After they were sure Second Uncle had gone out of earshot, his mother snapped back at him. “How could you have been so rude? Did they teach you in America to talk to others like this?”

He’d forgotten how much they cared about good manners in this world, allowing concerns of etiquette to overwhelm urgency and logic. Even if it was true that he was only concerned for his father, he shouldn’t have voiced such a thought out loud. He should have agreed to come and then never shown up—that would have been more acceptable. In America, he was sure there would be no regard toward politeness at a moment like this. Neither would his father have worried about telling a guest to leave if there was something more important to deal with. His father was direct in his speech, his own wants coming before all else. On nights when he drank too much, he simply rose and—without a second glance to any of the guests he’d invited—lay down in his bed. Sometimes he even forgot to kick off his slippers, and they dangled dangerously from his toes as he slept. Yitian’s mother was the one left with the task of saying goodbye to the guests, making the situation acceptable for the version that would be later repeated as gossip around the village.

“I’m sorry, Ma. It’s just that I don’t know how long I can stay.” He went to the sink where she was rinsing cups. He almost took her wet hand in his, the way he might comfort Mali. But his body had absorbed a heaviness now that the initial commotion had settled, the weight of their traditions that dictated one’s body should be held at a distance from others. Touch couldn’t be relied on for comfort.

“You don’t know how long you can stay? Why not?”
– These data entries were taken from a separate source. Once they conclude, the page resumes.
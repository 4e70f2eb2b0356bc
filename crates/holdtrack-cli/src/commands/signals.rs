//! Signals command implementation.
//!
//! Runs the multi-quarter pattern detectors over a fund history.

use anyhow::Result;
use clap::Args;
use serde::Serialize;
use tabled::Tabled;

use holdtrack_core::{Signal, SignalDetector, SignalType};

use crate::cli::{HistoryArgs, OutputFormat};
use crate::commands::history_diffs;
use crate::config::Settings;
use crate::input::load_history;
use crate::output::{print_header, print_info, print_json, print_output};

/// Arguments for the signals command.
#[derive(Args, Debug)]
pub struct SignalsArgs {
    #[command(flatten)]
    pub history: HistoryArgs,

    /// Only report signals of this type (e.g. consistent_accumulator, one_quarter_probe)
    #[arg(short = 't', long = "type")]
    pub signal_type: Option<String>,
}

#[derive(Debug, Serialize, Tabled)]
struct SignalRow {
    #[tabled(rename = "Strength")]
    strength: String,
    #[tabled(rename = "Type")]
    signal_type: String,
    #[tabled(rename = "Description")]
    description: String,
    #[tabled(rename = "Holdings")]
    holdings: usize,
    #[tabled(rename = "Quarters")]
    quarters: String,
}

impl From<&Signal> for SignalRow {
    fn from(signal: &Signal) -> Self {
        let quarters = match (signal.quarters.first(), signal.quarters.last()) {
            (Some(first), Some(last)) if first != last => format!("{first} .. {last}"),
            (Some(only), _) => only.to_string(),
            _ => String::new(),
        };
        Self {
            strength: signal.strength.to_string(),
            signal_type: signal.signal_type.to_string(),
            description: signal.description.clone(),
            holdings: signal.holdings.len(),
            quarters,
        }
    }
}

/// Execute the signals command.
pub fn execute(args: SignalsArgs, settings: &Settings, format: OutputFormat) -> Result<()> {
    let wanted = args
        .signal_type
        .as_deref()
        .map(parse_signal_type)
        .transpose()?;

    let history = load_history(&args.history)?;
    let diffs = history_diffs(&history, settings);

    let detector = SignalDetector::new(settings.theme_rules(), settings.signals.clone());
    let signals: Vec<Signal> = detector
        .detect(&diffs)
        .into_iter()
        .filter(|s| wanted.map_or(true, |t| s.signal_type == t))
        .collect();

    tracing::debug!(count = signals.len(), "Detected signals");

    match format {
        OutputFormat::Json => print_json(&signals)?,
        OutputFormat::Minimal => {
            for signal in &signals {
                println!(
                    "[{}] {}: {}",
                    signal.strength, signal.signal_type, signal.description
                );
            }
        }
        OutputFormat::Table | OutputFormat::Csv => {
            if format == OutputFormat::Table {
                print_header(&format!("Signals ({} quarters)", history.len()));
            }
            let rows: Vec<SignalRow> = signals.iter().map(SignalRow::from).collect();
            if rows.is_empty() && format == OutputFormat::Table {
                print_info("No signals detected");
            } else {
                print_output(&rows, format)?;
            }
        }
    }

    Ok(())
}

fn parse_signal_type(s: &str) -> Result<SignalType> {
    let all = [
        SignalType::ConsistentAccumulator,
        SignalType::BuildThenTrim,
        SignalType::OneQuarterProbe,
        SignalType::ConcentrationShift,
        SignalType::ThemeEmergence,
    ];
    let normalized = s.trim().to_lowercase().replace('-', "_");
    all.into_iter()
        .find(|t| t.name() == normalized)
        .ok_or_else(|| {
            let names: Vec<_> = all.iter().map(SignalType::name).collect();
            anyhow::anyhow!("Unknown signal type '{s}'. Use one of: {}", names.join(", "))
        })
}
“I talked to the head of my department—” He stopped himself. She wouldn’t understand if he explained about needing to return to his job or the concept of limited leave. He’d lied to the chair, saying his father had just been diagnosed with a serious illness. The chair, an old man who hadn’t produced any significant research in decades, had told him to take as much time as he needed.

His mother turned off the water and asked, “Is Mali’s health still good?” She’d tried to make her voice casual and low, but still he could tell that this was the question she had been waiting to ask. She’d spoken the same words on the phone almost every time he called. If they had access to a truer language, he knew what she would say. Why had Mali still not given her a grandchild? Sometimes he heard Americans his age joking about how desperately their parents wanted grandchildren. He commiserated, though what they spoke of was nothing like his mother’s own want, deeper and more primary. When his parents had been married this long, both Yitian and his brother were old enough to start school. Conception had seemed like a natural rhythm of the world back then, mysterious but inevitable, not the opaque and ungiving process it was now. “We’re waiting until things are more stable here,” he’d told his mother, when he and Mali first moved to America. When he looked at how much money they had left each month after rent and groceries and the car loan, he could not fathom how to make it stretch any further. “We’ll start soon,” he’d said to his mother then, as if having a child was a matter as simple as beginning one’s homework. He’d been able to brush off the initial difficulties with conception as momentary bad luck, but now two years had passed and they could no longer evade their growing doubts. The referral to the fertility clinic had been stuck to their refrigerator for months, still untouched.